What is the number of lines below that hold "sheet"? Answer with that number only.

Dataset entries
-- Opening Marker --
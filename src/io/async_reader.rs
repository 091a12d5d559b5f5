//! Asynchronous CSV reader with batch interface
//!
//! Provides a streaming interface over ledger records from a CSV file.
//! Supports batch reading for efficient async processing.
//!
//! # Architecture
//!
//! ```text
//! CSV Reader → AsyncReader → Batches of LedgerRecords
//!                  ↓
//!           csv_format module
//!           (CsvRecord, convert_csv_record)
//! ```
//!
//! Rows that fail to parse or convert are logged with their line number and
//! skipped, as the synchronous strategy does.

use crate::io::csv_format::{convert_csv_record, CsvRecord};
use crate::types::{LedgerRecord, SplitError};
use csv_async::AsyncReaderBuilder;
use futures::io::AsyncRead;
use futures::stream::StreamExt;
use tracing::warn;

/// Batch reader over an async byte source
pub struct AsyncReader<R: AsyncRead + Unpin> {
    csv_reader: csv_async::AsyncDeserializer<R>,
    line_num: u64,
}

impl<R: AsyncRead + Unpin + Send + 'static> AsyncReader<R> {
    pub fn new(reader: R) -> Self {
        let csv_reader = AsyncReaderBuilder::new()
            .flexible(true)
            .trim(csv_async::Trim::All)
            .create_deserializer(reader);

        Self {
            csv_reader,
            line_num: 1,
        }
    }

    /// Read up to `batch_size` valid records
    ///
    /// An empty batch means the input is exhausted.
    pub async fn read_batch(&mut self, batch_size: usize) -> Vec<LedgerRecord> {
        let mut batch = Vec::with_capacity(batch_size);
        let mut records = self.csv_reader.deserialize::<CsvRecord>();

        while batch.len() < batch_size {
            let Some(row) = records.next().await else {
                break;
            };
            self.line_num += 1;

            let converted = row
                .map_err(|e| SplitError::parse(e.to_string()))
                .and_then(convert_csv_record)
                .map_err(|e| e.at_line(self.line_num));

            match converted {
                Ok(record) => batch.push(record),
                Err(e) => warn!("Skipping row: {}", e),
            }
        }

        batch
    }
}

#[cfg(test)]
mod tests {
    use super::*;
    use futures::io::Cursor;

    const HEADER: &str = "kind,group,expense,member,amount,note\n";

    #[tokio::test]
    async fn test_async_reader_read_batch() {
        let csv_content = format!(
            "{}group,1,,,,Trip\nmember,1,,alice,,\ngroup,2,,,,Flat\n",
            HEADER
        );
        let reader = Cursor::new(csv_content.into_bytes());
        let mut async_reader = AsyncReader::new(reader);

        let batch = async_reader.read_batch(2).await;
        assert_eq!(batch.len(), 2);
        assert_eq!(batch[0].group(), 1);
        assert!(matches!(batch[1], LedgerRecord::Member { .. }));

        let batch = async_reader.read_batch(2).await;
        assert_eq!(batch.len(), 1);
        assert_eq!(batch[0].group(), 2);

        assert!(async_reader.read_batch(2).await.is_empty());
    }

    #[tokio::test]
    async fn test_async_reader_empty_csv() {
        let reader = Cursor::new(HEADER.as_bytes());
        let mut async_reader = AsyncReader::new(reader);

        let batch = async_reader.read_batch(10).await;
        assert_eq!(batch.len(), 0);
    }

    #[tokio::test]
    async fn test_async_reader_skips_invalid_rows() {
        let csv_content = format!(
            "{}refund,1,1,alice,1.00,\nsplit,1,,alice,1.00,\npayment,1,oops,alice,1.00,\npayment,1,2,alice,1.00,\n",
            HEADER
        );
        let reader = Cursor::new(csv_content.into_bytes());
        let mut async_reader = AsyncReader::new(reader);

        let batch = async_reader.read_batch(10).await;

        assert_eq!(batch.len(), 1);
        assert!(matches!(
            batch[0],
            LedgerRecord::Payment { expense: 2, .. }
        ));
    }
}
-- Closing Marker --
-- Opening Marker --
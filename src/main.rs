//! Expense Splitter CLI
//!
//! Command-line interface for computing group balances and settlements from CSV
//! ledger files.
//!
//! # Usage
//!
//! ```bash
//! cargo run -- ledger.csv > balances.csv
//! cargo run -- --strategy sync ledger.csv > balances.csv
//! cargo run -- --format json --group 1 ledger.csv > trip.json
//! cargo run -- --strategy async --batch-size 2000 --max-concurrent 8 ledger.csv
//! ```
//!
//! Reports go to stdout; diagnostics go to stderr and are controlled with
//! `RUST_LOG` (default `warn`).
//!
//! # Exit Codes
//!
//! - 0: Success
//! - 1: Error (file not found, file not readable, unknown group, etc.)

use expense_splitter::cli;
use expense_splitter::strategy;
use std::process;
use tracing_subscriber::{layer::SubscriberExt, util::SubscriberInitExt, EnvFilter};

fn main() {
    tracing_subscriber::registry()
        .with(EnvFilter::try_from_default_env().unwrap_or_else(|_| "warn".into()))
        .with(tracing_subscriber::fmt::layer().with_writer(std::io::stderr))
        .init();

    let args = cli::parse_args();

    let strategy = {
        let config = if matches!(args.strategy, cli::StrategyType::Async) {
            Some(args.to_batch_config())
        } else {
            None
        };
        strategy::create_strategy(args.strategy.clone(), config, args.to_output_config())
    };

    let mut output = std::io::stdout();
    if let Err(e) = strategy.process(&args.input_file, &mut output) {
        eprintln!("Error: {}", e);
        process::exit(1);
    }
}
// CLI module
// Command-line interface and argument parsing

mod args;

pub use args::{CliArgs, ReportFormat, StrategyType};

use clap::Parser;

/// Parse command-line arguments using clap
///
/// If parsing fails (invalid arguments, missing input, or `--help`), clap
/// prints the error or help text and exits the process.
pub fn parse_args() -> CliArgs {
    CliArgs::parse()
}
-- Closing Marker --
-- Opening Marker --
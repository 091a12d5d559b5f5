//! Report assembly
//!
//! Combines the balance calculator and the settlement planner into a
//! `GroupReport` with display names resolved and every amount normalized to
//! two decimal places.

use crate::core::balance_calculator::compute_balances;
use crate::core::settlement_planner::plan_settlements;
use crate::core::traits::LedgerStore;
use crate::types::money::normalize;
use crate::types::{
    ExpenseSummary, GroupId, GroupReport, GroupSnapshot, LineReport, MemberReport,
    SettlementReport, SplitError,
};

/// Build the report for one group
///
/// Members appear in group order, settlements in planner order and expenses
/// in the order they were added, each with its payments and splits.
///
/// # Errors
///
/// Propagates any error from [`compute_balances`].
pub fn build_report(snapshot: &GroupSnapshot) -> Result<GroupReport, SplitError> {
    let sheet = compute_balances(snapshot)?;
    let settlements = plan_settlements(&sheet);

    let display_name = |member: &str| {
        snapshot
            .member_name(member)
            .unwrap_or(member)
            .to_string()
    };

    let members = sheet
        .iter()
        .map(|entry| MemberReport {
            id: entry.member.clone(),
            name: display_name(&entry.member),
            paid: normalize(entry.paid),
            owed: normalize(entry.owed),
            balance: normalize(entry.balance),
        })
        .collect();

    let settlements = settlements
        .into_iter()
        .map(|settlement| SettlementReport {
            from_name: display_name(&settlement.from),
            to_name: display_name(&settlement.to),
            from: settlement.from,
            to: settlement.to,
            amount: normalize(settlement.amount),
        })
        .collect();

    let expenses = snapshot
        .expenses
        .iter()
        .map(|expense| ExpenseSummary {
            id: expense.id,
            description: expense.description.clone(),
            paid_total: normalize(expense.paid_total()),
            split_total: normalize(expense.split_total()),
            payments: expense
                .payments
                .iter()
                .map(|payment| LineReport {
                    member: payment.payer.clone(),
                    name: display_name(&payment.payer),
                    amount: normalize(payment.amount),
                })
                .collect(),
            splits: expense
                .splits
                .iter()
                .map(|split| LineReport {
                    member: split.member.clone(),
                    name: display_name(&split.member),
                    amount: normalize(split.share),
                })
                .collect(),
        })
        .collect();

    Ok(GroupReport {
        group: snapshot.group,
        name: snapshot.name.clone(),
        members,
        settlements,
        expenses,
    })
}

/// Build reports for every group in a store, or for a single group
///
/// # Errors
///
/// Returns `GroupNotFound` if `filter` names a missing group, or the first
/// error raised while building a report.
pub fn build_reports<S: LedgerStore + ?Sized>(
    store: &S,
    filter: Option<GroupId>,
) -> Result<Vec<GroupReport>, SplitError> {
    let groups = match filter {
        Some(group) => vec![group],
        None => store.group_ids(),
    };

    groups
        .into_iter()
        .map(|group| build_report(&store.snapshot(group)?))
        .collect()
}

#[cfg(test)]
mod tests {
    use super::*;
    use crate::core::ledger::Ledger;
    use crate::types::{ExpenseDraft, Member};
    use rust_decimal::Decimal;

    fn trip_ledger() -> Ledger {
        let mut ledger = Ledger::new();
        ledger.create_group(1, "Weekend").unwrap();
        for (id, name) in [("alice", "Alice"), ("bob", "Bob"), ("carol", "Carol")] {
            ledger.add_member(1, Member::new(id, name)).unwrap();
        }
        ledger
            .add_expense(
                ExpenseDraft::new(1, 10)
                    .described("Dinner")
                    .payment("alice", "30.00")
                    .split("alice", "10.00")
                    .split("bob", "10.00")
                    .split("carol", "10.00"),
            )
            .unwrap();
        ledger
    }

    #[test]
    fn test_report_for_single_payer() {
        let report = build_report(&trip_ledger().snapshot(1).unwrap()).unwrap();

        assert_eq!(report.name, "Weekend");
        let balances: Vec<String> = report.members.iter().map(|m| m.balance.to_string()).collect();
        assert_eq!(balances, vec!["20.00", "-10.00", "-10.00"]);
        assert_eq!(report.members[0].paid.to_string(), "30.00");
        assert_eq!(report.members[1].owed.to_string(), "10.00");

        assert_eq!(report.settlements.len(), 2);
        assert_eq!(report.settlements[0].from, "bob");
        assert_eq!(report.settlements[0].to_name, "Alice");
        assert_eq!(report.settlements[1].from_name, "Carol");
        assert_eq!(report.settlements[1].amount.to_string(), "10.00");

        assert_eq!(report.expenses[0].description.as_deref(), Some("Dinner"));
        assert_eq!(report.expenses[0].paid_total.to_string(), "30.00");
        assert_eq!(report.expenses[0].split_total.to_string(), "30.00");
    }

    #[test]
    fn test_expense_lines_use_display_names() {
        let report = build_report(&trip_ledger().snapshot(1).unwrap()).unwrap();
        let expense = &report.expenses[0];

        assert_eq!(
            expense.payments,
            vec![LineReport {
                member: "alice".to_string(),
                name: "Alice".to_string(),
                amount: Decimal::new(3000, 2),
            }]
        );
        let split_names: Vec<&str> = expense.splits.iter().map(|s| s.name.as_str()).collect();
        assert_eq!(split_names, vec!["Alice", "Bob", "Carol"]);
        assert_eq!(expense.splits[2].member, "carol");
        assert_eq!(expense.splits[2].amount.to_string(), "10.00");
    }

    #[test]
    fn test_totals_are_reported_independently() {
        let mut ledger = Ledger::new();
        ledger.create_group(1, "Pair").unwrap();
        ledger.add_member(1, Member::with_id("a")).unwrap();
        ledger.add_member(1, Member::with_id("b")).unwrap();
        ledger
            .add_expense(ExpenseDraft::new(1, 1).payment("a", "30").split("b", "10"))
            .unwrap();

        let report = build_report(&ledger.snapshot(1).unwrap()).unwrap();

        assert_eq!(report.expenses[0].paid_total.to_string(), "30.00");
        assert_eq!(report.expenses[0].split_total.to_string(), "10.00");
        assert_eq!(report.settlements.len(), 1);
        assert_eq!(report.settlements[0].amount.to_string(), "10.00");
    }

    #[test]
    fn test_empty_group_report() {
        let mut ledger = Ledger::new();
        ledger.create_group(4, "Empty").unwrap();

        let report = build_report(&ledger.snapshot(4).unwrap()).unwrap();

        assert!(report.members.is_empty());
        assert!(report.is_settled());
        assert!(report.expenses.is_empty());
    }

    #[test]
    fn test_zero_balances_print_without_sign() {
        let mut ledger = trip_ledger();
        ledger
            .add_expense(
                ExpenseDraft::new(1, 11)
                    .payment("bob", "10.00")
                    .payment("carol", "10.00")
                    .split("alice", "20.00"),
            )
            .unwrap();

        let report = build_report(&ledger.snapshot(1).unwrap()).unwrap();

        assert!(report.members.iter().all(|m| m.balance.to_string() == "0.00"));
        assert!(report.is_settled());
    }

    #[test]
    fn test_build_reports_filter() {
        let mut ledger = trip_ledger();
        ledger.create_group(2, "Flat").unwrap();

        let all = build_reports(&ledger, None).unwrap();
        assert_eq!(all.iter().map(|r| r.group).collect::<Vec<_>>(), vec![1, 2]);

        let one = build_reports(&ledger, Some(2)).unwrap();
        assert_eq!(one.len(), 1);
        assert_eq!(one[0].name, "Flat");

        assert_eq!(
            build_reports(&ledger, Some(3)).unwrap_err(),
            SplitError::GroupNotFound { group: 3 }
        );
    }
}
-- Closing Marker --
→ Your solution
3